In a recent article, we explored the concept of property appreciation. Today, we shift our focus to another significant source of income for tokenized property investors: rental dividends. With NOVA’s Holiday Home and Long-Term Rent strategies, rental dividends are a cornerstone for generating consistent income. Let’s dive deeper into this concept.

What are rental dividends?

Rental dividends are the income generated from a property when it is occupied by tenants who pay rent. This can come from long-term lease agreements or daily stays, depending on the rental strategy employed.

Dividend period

Currently, NOVA distributes rental dividends either monthly or quarterly, depending on the specific investment project. For investors, this means the first payout is typically received one or three months after the property’s funding is complete. If there are any changes to the dividend schedule, NOVA keeps investors informed through social media and its application.

For Hot Tokens, dividends are paid out according to the project’s payout schedule immediately after the token is purchased. 

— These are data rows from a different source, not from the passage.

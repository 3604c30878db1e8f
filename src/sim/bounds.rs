//! Drawable area rectangle

use glam::Vec2;
use serde::{Deserialize, Serialize};

/// Axis-aligned rectangle in surface pixels
#[derive(Debug, Clone, Copy, PartialEq, Default, Serialize, Deserialize)]
pub struct Bounds {
    pub left: f32,
    pub top: f32,
    pub right: f32,
    pub bottom: f32,
}

impl Bounds {
    pub const EMPTY: Bounds = Bounds::new(0.0, 0.0, 0.0, 0.0);

    pub const fn new(left: f32, top: f32, right: f32, bottom: f32) -> Self {
        Self {
            left,
            top,
            right,
            bottom,
        }
    }

    /// Bounds anchored at the origin
    pub const fn from_size(width: f32, height: f32) -> Self {
        Self::new(0.0, 0.0, width, height)
    }

    pub fn width(&self) -> f32 {
        self.right - self.left
    }

    pub fn height(&self) -> f32 {
        self.bottom - self.top
    }

    /// Finite edges enclosing a non-zero, non-negative area
    pub fn is_valid(&self) -> bool {
        [self.left, self.top, self.right, self.bottom]
            .iter()
            .all(|v| v.is_finite())
            && self.width() > 0.0
            && self.height() > 0.0
    }

    /// Whether these bounds are valid and lie inside a `width` x `height` surface
    pub fn fits_within(&self, width: f32, height: f32) -> bool {
        self.is_valid()
            && self.left >= 0.0
            && self.top >= 0.0
            && self.right <= width
            && self.bottom <= height
    }

    pub fn center(&self) -> Vec2 {
        Vec2::new(
            (self.left + self.right) * 0.5,
            (self.top + self.bottom) * 0.5,
        )
    }

    pub fn min(&self) -> Vec2 {
        Vec2::new(self.left, self.top)
    }

    /// Pixel dimensions of a raster covering these bounds
    pub fn pixel_size(&self) -> (u32, u32) {
        (
            self.width().max(0.0).round() as u32,
            self.height().max(0.0).round() as u32,
        )
    }
}
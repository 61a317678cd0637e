use nix::sys::signal::Signal;
use std::process;
use std::thread;
use std::time::{Duration, Instant};

use crate::config::{ControllerConfig, ServiceSignature};
use crate::models::{ServiceProcess, StatusReport, StopOutcome, StopResult};
use crate::services::process_checker::{matching_processes, snapshot_processes};
use crate::services::signals::send_signal;

/// 服务进程生命周期控制器
///
/// 无内部状态：每次调用都重新读取系统进程表。
pub struct LifecycleController {
    config: ControllerConfig,
    signature: ServiceSignature,
}

impl LifecycleController {
    pub fn new(config: ControllerConfig) -> Self {
        let signature = config.signature();
        Self { config, signature }
    }

    pub fn config(&self) -> &ControllerConfig {
        &self.config
    }

    pub fn signature(&self) -> &ServiceSignature {
        &self.signature
    }

    /// 查找所有服务进程（按 PID 升序）
    ///
    /// 未运行时返回空列表，从不失败。
    pub fn find(&self) -> Vec<ServiceProcess> {
        let entries = snapshot_processes();
        log::debug!(
            "Scanning {} processes for {} {}",
            entries.len(),
            self.signature.interpreter,
            self.signature.entry_point.display()
        );

        matching_processes(entries, &self.signature, process::id())
            .iter()
            .map(ServiceProcess::from)
            .collect()
    }

    /// 生成状态报告（只读）
    pub fn describe(&self, processes: &[ServiceProcess]) -> StatusReport {
        let report = StatusReport::from_processes(processes);
        if report.is_ambiguous() {
            log::warn!(
                "Found {} instances of {}, expected a single one",
                processes.len(),
                self.signature.entry_point.display()
            );
        }
        report
    }

    /// 向每个进程发送信号，逐个返回结果
    ///
    /// 单个进程失败不会中断后续进程。
    pub fn stop(&self, processes: &[ServiceProcess], signal: Signal) -> Vec<StopOutcome> {
        processes
            .iter()
            .map(|p| {
                log::debug!("Sending {} to PID {}", signal.as_str(), p.pid);
                let result = send_signal(p.pid, signal);
                match result {
                    StopResult::Stopped => log::info!("✓ Sent {} to PID {}", signal.as_str(), p.pid),
                    StopResult::AlreadyGone => log::info!("PID {} already exited", p.pid),
                    StopResult::Failed(errno) => {
                        log::warn!("Failed to signal PID {}: {}", p.pid, errno.desc())
                    }
                }
                StopOutcome { pid: p.pid, result }
            })
            .collect()
    }

    /// 等待给定 PID 从服务进程列表中消失
    ///
    /// 返回超时后仍在运行的 PID。
    pub fn wait_for_exit(&self, pids: &[u32], timeout: Duration, poll: Duration) -> Vec<u32> {
        let deadline = Instant::now() + timeout;
        loop {
            let running: Vec<u32> = self.find().iter().map(|p| p.pid).collect();
            let survivors: Vec<u32> = pids.iter().copied().filter(|pid| running.contains(pid)).collect();

            if survivors.is_empty() || Instant::now() >= deadline {
                return survivors;
            }
            thread::sleep(poll.min(deadline.saturating_duration_since(Instant::now())));
        }
    }
}
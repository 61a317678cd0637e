pub mod outcome;
pub mod process;
pub mod report;

pub use outcome::{batch_failed, StopOutcome, StopResult};
pub use process::{format_elapsed, ProcessEntry, ServiceProcess};
pub use report::StatusReport;
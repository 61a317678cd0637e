use nix::errno::Errno;
use nix::sys::signal::{kill, Signal};
use nix::unistd::Pid;
use std::str::FromStr;

use crate::error::ConfigError;
use crate::models::StopResult;

/// 解析信号名称，接受 `TERM`、`SIGTERM`、`term` 等写法
pub fn parse_signal(name: &str) -> Result<Signal, ConfigError> {
    let upper = name.trim().to_ascii_uppercase();
    let full = if upper.starts_with("SIG") {
        upper
    } else {
        format!("SIG{}", upper)
    };

    Signal::from_str(&full).map_err(|_| ConfigError::UnknownSignal(name.to_string()))
}

/// 向单个进程发送信号，不重试
///
/// ESRCH 表示进程已退出，归类为 AlreadyGone。
pub fn send_signal(pid: u32, signal: Signal) -> StopResult {
    let raw = match i32::try_from(pid) {
        Ok(raw) if raw > 0 => raw,
        // 0 或超出范围的 PID 会变成进程组语义，直接拒绝
        _ => return StopResult::Failed(Errno::EINVAL),
    };

    classify(kill(Pid::from_raw(raw), signal))
}

fn classify(result: nix::Result<()>) -> StopResult {
    match result {
        Ok(()) => StopResult::Stopped,
        Err(Errno::ESRCH) => StopResult::AlreadyGone,
        Err(errno) => StopResult::Failed(errno),
    }
}

#[cfg(test)]
mod tests {
    use super::*;

    #[test]
    fn test_parse_signal_variants() {
        assert_eq!(parse_signal("TERM").unwrap(), Signal::SIGTERM);
        assert_eq!(parse_signal("sigterm").unwrap(), Signal::SIGTERM);
        assert_eq!(parse_signal("KILL").unwrap(), Signal::SIGKILL);
        assert_eq!(parse_signal(" int ").unwrap(), Signal::SIGINT);
        assert!(matches!(
            parse_signal("NOPE").unwrap_err(),
            ConfigError::UnknownSignal(_)
        ));
    }

    #[test]
    fn test_classify_errno() {
        assert_eq!(classify(Ok(())), StopResult::Stopped);
        assert_eq!(classify(Err(Errno::ESRCH)), StopResult::AlreadyGone);
        assert_eq!(classify(Err(Errno::EPERM)), StopResult::Failed(Errno::EPERM));
    }

    #[test]
    fn test_invalid_pid_is_rejected() {
        assert_eq!(send_signal(0, Signal::SIGTERM), StopResult::Failed(Errno::EINVAL));
        assert_eq!(send_signal(u32::MAX, Signal::SIGTERM), StopResult::Failed(Errno::EINVAL));
    }

    #[test]
    fn test_missing_process_is_already_gone() {
        // 超过 Linux pid_max 上限 (4194304)
        assert_eq!(send_signal(99_999_999, Signal::SIGTERM), StopResult::AlreadyGone);
    }
}
#[allow(clippy::module_inception)]
mod cli;

pub use cli::{Command, CommandArgs};
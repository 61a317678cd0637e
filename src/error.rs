use std::path::PathBuf;
use thiserror::Error;

/// 配置错误（启动阶段校验失败）
#[derive(Debug, Error)]
pub enum ConfigError {
    #[error("installation root must be an absolute path, got '{}'", .0.display())]
    RelativeRoot(PathBuf),

    #[error("entry point must not be empty")]
    EmptyEntryPoint,

    #[error("invalid interpreter name '{0}': expected a bare executable name")]
    InvalidInterpreter(String),

    #[error("unknown signal '{0}'")]
    UnknownSignal(String),
}
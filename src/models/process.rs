use serde::{Serialize, Serializer};
use std::path::PathBuf;
use std::time::Duration;

/// 进程表中的一行（匹配前的原始数据）
#[derive(Debug, Clone, PartialEq, Eq)]
pub struct ProcessEntry {
    pub pid: u32,
    /// 进程名（内核记录的可执行文件名）
    pub name: String,
    /// 完整命令行参数，cmd[0] 为解释器
    pub cmd: Vec<String>,
    /// 工作目录（无权限读取时为 None）
    pub cwd: Option<PathBuf>,
    pub run_time_secs: u64,
    pub memory_bytes: u64,
}

impl ProcessEntry {
    pub fn command_line(&self) -> String {
        if self.cmd.is_empty() {
            self.name.clone()
        } else {
            self.cmd.join(" ")
        }
    }
}

/// 服务进程快照
///
/// 每次查询时从进程表重新构造，构造后不再修改。
/// 快照读出后进程可能随时退出。
#[derive(Debug, Clone, PartialEq, Eq, Serialize)]
pub struct ServiceProcess {
    /// 进程 ID
    pub pid: u32,
    /// 命令行
    pub command_line: String,
    /// 已运行时长
    #[serde(rename = "elapsed_secs", serialize_with = "serialize_secs")]
    pub elapsed: Duration,
    /// 内存使用量 (字节)
    pub memory_bytes: u64,
}

impl From<&ProcessEntry> for ServiceProcess {
    fn from(entry: &ProcessEntry) -> Self {
        Self {
            pid: entry.pid,
            command_line: entry.command_line(),
            elapsed: Duration::from_secs(entry.run_time_secs),
            memory_bytes: entry.memory_bytes,
        }
    }
}

fn serialize_secs<S: Serializer>(elapsed: &Duration, serializer: S) -> Result<S::Ok, S::Error> {
    serializer.serialize_u64(elapsed.as_secs())
}

/// 按 `ps -o etime` 的格式输出：[[DD-]HH:]MM:SS
pub fn format_elapsed(elapsed: Duration) -> String {
    let total = elapsed.as_secs();
    let days = total / 86_400;
    let hours = (total % 86_400) / 3_600;
    let minutes = (total % 3_600) / 60;
    let seconds = total % 60;

    if days > 0 {
        format!("{}-{:02}:{:02}:{:02}", days, hours, minutes, seconds)
    } else if hours > 0 {
        format!("{:02}:{:02}:{:02}", hours, minutes, seconds)
    } else {
        format!("{:02}:{:02}", minutes, seconds)
    }
}

#[cfg(test)]
mod tests {
    use super::*;

    #[test]
    fn test_format_elapsed() {
        assert_eq!(format_elapsed(Duration::from_secs(0)), "00:00");
        assert_eq!(format_elapsed(Duration::from_secs(75)), "01:15");
        assert_eq!(format_elapsed(Duration::from_secs(3_661)), "01:01:01");
        assert_eq!(format_elapsed(Duration::from_secs(2 * 86_400 + 5)), "2-00:00:05");
    }

    #[test]
    fn test_command_line_falls_back_to_name() {
        let entry = ProcessEntry {
            pid: 42,
            name: "python3".to_string(),
            cmd: vec![],
            cwd: None,
            run_time_secs: 10,
            memory_bytes: 0,
        };
        assert_eq!(entry.command_line(), "python3");

        let process = ServiceProcess::from(&entry);
        assert_eq!(process.pid, 42);
        assert_eq!(process.elapsed, Duration::from_secs(10));
    }

    #[test]
    fn test_serialize_elapsed_as_seconds() {
        let process = ServiceProcess {
            pid: 7,
            command_line: "python /srv/app/server.py".to_string(),
            elapsed: Duration::from_millis(90_500),
            memory_bytes: 1024,
        };
        let value = serde_json::to_value(&process).unwrap();
        assert_eq!(value["pid"], 7);
        assert_eq!(value["elapsed_secs"], 90);
        assert_eq!(value["memory_bytes"], 1024);
    }
}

For example, if a project’s first dividend payout occurs three months after funding is complete and you purchase a Hot Token a day before this payout, you will receive all dividends for the preceding quarter as the current token owner.

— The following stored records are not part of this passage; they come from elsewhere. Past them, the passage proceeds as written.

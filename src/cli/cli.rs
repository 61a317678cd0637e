use clap::{Parser, Subcommand};
use std::path::PathBuf;

/// svcctl - 服务进程查找与停止工具
#[derive(Parser, Debug)]
#[command(author, version, about, long_about = None)]
pub struct CommandArgs {
    /// 安装根目录（默认当前目录）
    #[arg(short, long, env = "SVCCTL_ROOT", global = true)]
    pub root: Option<PathBuf>,

    /// 服务入口，相对于安装根目录
    #[arg(short, long, env = "SVCCTL_ENTRY_POINT", default_value = "server.py", global = true)]
    pub entry_point: PathBuf,

    /// 解释器名称
    #[arg(short, long, env = "SVCCTL_INTERPRETER", default_value = "python", global = true)]
    pub interpreter: String,

    #[command(subcommand)]
    pub command: Command,
}

#[derive(Subcommand, Debug)]
pub enum Command {
    /// 列出服务进程
    List {
        /// 以 JSON 输出
        #[arg(long)]
        json: bool,
    },

    /// 显示运行状态
    Status,

    /// 向所有服务进程发送信号
    Terminate {
        /// 信号名称，例如 TERM、INT、KILL
        #[arg(default_value = "TERM")]
        signal: String,

        /// 发送后等待进程退出的秒数
        #[arg(short, long, value_name = "SECS")]
        wait: Option<u64>,
    },
}

#[cfg(test)]
mod tests {
    use super::*;
    use clap::CommandFactory;

    #[test]
    fn test_cli_definition() {
        CommandArgs::command().debug_assert();
    }

    #[test]
    fn test_terminate_defaults_to_term() {
        let args = CommandArgs::try_parse_from(["svcctl", "terminate"]).unwrap();
        match args.command {
            Command::Terminate { signal, wait } => {
                assert_eq!(signal, "TERM");
                assert_eq!(wait, None);
            }
            other => panic!("unexpected command: {:?}", other),
        }
    }

    #[test]
    fn test_global_options_after_verb() {
        let args = CommandArgs::try_parse_from([
            "svcctl", "list", "--json", "--root", "/srv/app", "--interpreter", "python3",
        ])
        .unwrap();
        assert_eq!(args.root, Some(PathBuf::from("/srv/app")));
        assert_eq!(args.interpreter, "python3");
        assert!(matches!(args.command, Command::List { json: true }));
    }
}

Long-Term Rent vs. Holiday Home: Key differences

While both strategies generate rental dividends, they cater to different investor priorities:

Long-Term Rent

  • Stability and confidence define this strategy. Tenants sign leases for extended periods, usually 11 months or more, and may renew or move out after the lease term.
  • It offers steady, predictable income with lower risk and higher occupancy rates.
  • However, rental income is typically lower compared to short-term rentals.

Holiday Home

  • This strategy offers higher rental income potential by catering to short-term tenants who book properties for days, weeks, or occasionally months, often via short-term rental platforms.
  • While lower and less predictable occupancy rates make this strategy riskier than long-term rent, the potential reward for taking on these risks and more intensive management is higher rental income.
  • For a more detailed review, explore NOVA’s article on the Holiday Home strategy.
Factors influencing rental dividends

Choosing the right location and property is critical for both Long-Term and Holiday Home strategies. However, short-term rentals face additional challenges such as economic downturns, offseasons, and unpredictable events. For instance, a ski lodge’s demand could plummet during a snowless winter, not to mention global events like the 2020 pandemic. Effective management and proficiency play a crucial role in mitigating these risks.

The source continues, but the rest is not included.